**Work task:** Return the following from the records below: each line, word for word, starting with the line that contains "already-emitted lines are" and going on through the line that contains "a new inode.", with nothing outside that range.

**Records:**
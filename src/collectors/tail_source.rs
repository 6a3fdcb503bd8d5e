//! Asynchronous file tailer
//!
//! One `TailSource` owns the handle to one watched file and produces a
//! gap-free, duplicate-free stream of complete lines over a channel.
//! Watching begins at the current end of file (historical content is not
//! replayed). Rotation is detected by a file identity change, truncation by
//! the file shrinking below the last observed offset; both cause a reopen
//! that resumes from the new file's start. Partial lines are buffered until
//! their newline arrives and are discarded at shutdown, so a line is never
//! emitted twice.

use crate::error::TailError;
use crate::events::{RawLine, SourceId};
use crate::health::HealthRegistry;
use chrono::Utc;
use log::{debug, info, warn};
use std::path::PathBuf;
use std::sync::Arc;
use std::time::Duration;
use tokio::fs::File;
use tokio::io::{AsyncReadExt, AsyncSeekExt, SeekFrom};
use tokio::sync::{mpsc, watch};

/// Reopen attempts before a source is marked degraded
pub const MAX_REOPEN_ATTEMPTS: u32 = 5;

/// Retry cadence once a source is degraded
const DEGRADED_RETRY_INTERVAL: Duration = Duration::from_secs(30);

/// Identity of an open file, used to detect rotation
#[derive(Debug, Clone, Copy, PartialEq, Eq)]
struct FileId {
    dev: u64,
    ino: u64,
}

/// Where to position the handle after a (re)open
#[derive(Debug, Clone, Copy)]
enum ResumeFrom {
    /// Initial open: tail from the current end, no historical replay
    End,
    /// The path holds new content (rotation/truncation): read from the top
    Start,
    /// Same file as before: pick up at the remembered offset, clamped to
    /// the current length; a changed identity falls back to the top
    Offset(FileId, u64),
}

fn file_id(metadata: &std::fs::Metadata) -> FileId {
    #[cfg(unix)]
    {
        use std::os::unix::fs::MetadataExt;
        FileId {
            dev: metadata.dev(),
            ino: metadata.ino(),
        }
    }
    #[cfg(not(unix))]
    {
        let _ = metadata;
        FileId { dev: 0, ino: 0 }
    }
}

/// Tails one file and emits complete lines
pub struct TailSource {
    source_id: SourceId,
    path: PathBuf,
    poll_interval: Duration,
    output: mpsc::Sender<RawLine>,
    health: Arc<HealthRegistry>,
    shutdown: watch::Receiver<bool>,
    /// Next per-source sequence number
    seq: u64,
    /// Bytes of an incomplete trailing line
    pending: Vec<u8>,
}

impl TailSource {
    pub fn new(
        source_id: SourceId,
        path: impl Into<PathBuf>,
        poll_interval: Duration,
        output: mpsc::Sender<RawLine>,
        health: Arc<HealthRegistry>,
        shutdown: watch::Receiver<bool>,
    ) -> Self {
        Self {
            source_id,
            path: path.into(),
            poll_interval,
            output,
            health,
            shutdown,
            seq: 0,
            pending: Vec::new(),
        }
    }

    /// Open the watched file, creating it if it does not exist yet
    ///
    /// Returns the handle together with its identity and current length.
    async fn open(&self) -> Result<(File, FileId, u64), TailError> {
        let file = match File::open(&self.path).await {
            Ok(file) => file,
            Err(e) if e.kind() == std::io::ErrorKind::NotFound => {
                debug!(
                    "{} does not exist yet, creating empty file",
                    self.path.display()
                );
                File::create(&self.path)
                    .await
                    .map_err(|e| TailError::Open {
                        path: self.path.display().to_string(),
                        source: e,
                    })?;
                File::open(&self.path).await.map_err(|e| TailError::Open {
                    path: self.path.display().to_string(),
                    source: e,
                })?
            }
            Err(e) => {
                return Err(TailError::Open {
                    path: self.path.display().to_string(),
                    source: e,
                })
            }
        };

        let metadata = file.metadata().await?;
        Ok((file, file_id(&metadata), metadata.len()))
    }

    /// Run the tail loop until shutdown
    ///
    /// The first open starts at end-of-file; reopens after rotation or
    /// truncation start at offset zero, while a reopen after a transient
    /// read error resumes at the old offset so already-emitted lines are
    /// never re-read. Open failures are retried with the health registry
    /// tracking the attempts.
    pub async fn run(mut self) {
        let (mut file, mut id, mut offset) = match self.reopen_with_retry(ResumeFrom::End).await {
            Some(state) => state,
            None => return,
        };
        self.health.record_read(self.source_id, Utc::now());
        info!(
            "Tailing {} from offset {}",
            self.path.display(),
            offset
        );

        let mut interval = tokio::time::interval(self.poll_interval);
        interval.set_missed_tick_behavior(tokio::time::MissedTickBehavior::Skip);

        loop {
            tokio::select! {
                _ = self.shutdown.changed() => {
                    if !self.pending.is_empty() {
                        debug!(
                            "Discarding {} buffered bytes of a partial line from {}",
                            self.pending.len(),
                            self.path.display()
                        );
                    }
                    break;
                }
                _ = interval.tick() => {}
            }

            // Rotation/truncation check against the path, not the handle: a
            // rotated file keeps the old handle alive but the path points at
            // a new inode.
            match tokio::fs::metadata(&self.path).await {
                Ok(metadata) => {
                    let current_id = file_id(&metadata);
                    if current_id != id {
                        info!("{} rotated, reopening", self.path.display());
                        // Data appended to the old file since the last poll
                        // is accepted loss.
                        self.pending.clear();
                        match self.reopen_with_retry(ResumeFrom::Start).await {
                            Some((new_file, new_id, new_offset)) => {
                                file = new_file;
                                id = new_id;
                                offset = new_offset;
                            }
                            None => break,
                        }
                        continue;
                    }
                    if metadata.len() < offset {
                        info!("{} truncated, resuming from start", self.path.display());
                        self.pending.clear();
                        offset = 0;
                        if file.seek(SeekFrom::Start(0)).await.is_err() {
                            match self.reopen_with_retry(ResumeFrom::Start).await {
                                Some((new_file, new_id, _)) => {
                                    file = new_file;
                                    id = new_id;
                                }
                                None => break,
                            }
                        }
                    }
                }
                Err(_) => {
                    // Path briefly missing mid-rotation; keep the old handle
                    // and check again next tick.
                    continue;
                }
            }

            match self.read_appended(&mut file).await {
                Ok(0) => {}
                Ok(n) => {
                    offset += n as u64;
                    self.health.record_read(self.source_id, Utc::now());
                    if !self.emit_complete_lines().await {
                        return; // receiver dropped
                    }
                }
                Err(e) => {
                    warn!("Read error on {}: {}", self.path.display(), e);
                    // The file itself is usually fine; resume at the old
                    // offset so nothing already emitted is read again.
                    match self.reopen_with_retry(ResumeFrom::Offset(id, offset)).await {
                        Some((new_file, new_id, new_offset)) => {
                            if new_id != id {
                                self.pending.clear();
                            }
                            file = new_file;
                            id = new_id;
                            offset = new_offset;
                        }
                        None => break,
                    }
                }
            }
        }

        info!("Tail source for {} stopped", self.path.display());
    }

    /// Read whatever has been appended since the last poll into the pending
    /// buffer, returning the number of bytes consumed
    async fn read_appended(&mut self, file: &mut File) -> Result<usize, std::io::Error> {
        let mut total = 0;
        let mut buf = [0u8; 4096];
        loop {
            let n = file.read(&mut buf).await?;
            if n == 0 {
                break;
            }
            total += n;
            self.pending.extend_from_slice(&buf[..n]);
        }
        Ok(total)
    }

    /// Emit every newline-terminated line in the pending buffer
    ///
    /// Only complete lines are decoded, so a multi-byte character split
    /// across read chunks is never corrupted. Returns false when the
    /// receiving side is gone.
    async fn emit_complete_lines(&mut self) -> bool {
        while let Some(newline_pos) = self.pending.iter().position(|&b| b == b'\n') {
            let mut bytes: Vec<u8> = self.pending.drain(..=newline_pos).collect();
            bytes.pop(); // strip the newline
            if bytes.last() == Some(&b'\r') {
                bytes.pop();
            }
            let text = String::from_utf8_lossy(&bytes).into_owned();

            let line = RawLine {
                source_id: self.source_id,
                seq: self.seq,
                text,
                observed_at: Utc::now(),
            };
            self.seq += 1;

            if self.output.send(line).await.is_err() {
                debug!("Line channel closed, stopping {}", self.path.display());
                return false;
            }
        }
        true
    }

    /// Reopen the file, retrying with the health registry tracking failures
    ///
    /// The handle is positioned per `resume` before being handed back; a
    /// failed seek is retried exactly like a failed open, so a caller never
    /// receives a handle at the wrong position. Once `MAX_REOPEN_ATTEMPTS`
    /// consecutive attempts fail the source is marked degraded and retried
    /// on a slow cadence rather than giving up; other sources keep running
    /// either way. Returns None only when shut down mid-retry.
    async fn reopen_with_retry(&mut self, resume: ResumeFrom) -> Option<(File, FileId, u64)> {
        loop {
            let error = match self.open().await {
                Ok((mut file, id, len)) => {
                    let offset = match resume {
                        ResumeFrom::End => len,
                        ResumeFrom::Start => 0,
                        ResumeFrom::Offset(prev_id, prev_offset) if prev_id == id => {
                            prev_offset.min(len)
                        }
                        ResumeFrom::Offset(..) => 0,
                    };
                    match file.seek(SeekFrom::Start(offset)).await {
                        Ok(_) => return Some((file, id, offset)),
                        Err(e) => TailError::IoError(e),
                    }
                }
                Err(e) => e,
            };

            warn!("Failed to reopen {}: {}", self.path.display(), error);
            self.health
                .record_reopen_failure(self.source_id, MAX_REOPEN_ATTEMPTS);

            let degraded = self
                .health
                .snapshot()
                .get(self.source_id)
                .map(|s| s.state == crate::health::SourceState::Degraded)
                .unwrap_or(false);
            let delay = if degraded {
                DEGRADED_RETRY_INTERVAL
            } else {
                self.poll_interval
            };

            tokio::select! {
                _ = self.shutdown.changed() => return None,
                _ = tokio::time::sleep(delay) => {}
            }
        }
    }
}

**Completed task:**
    /// read error resumes at the old offset so already-emitted lines are
    /// never re-read. Open failures are retried with the health registry
    /// tracking the attempts.
    pub async fn run(mut self) {
        let (mut file, mut id, mut offset) = match self.reopen_with_retry(ResumeFrom::End).await {
            Some(state) => state,
            None => return,
        };
        self.health.record_read(self.source_id, Utc::now());
        info!(
            "Tailing {} from offset {}",
            self.path.display(),
            offset
        );

        let mut interval = tokio::time::interval(self.poll_interval);
        interval.set_missed_tick_behavior(tokio::time::MissedTickBehavior::Skip);

        loop {
            tokio::select! {
                _ = self.shutdown.changed() => {
                    if !self.pending.is_empty() {
                        debug!(
                            "Discarding {} buffered bytes of a partial line from {}",
                            self.pending.len(),
                            self.path.display()
                        );
                    }
                    break;
                }
                _ = interval.tick() => {}
            }

            // Rotation/truncation check against the path, not the handle: a
            // rotated file keeps the old handle alive but the path points at
            // a new inode.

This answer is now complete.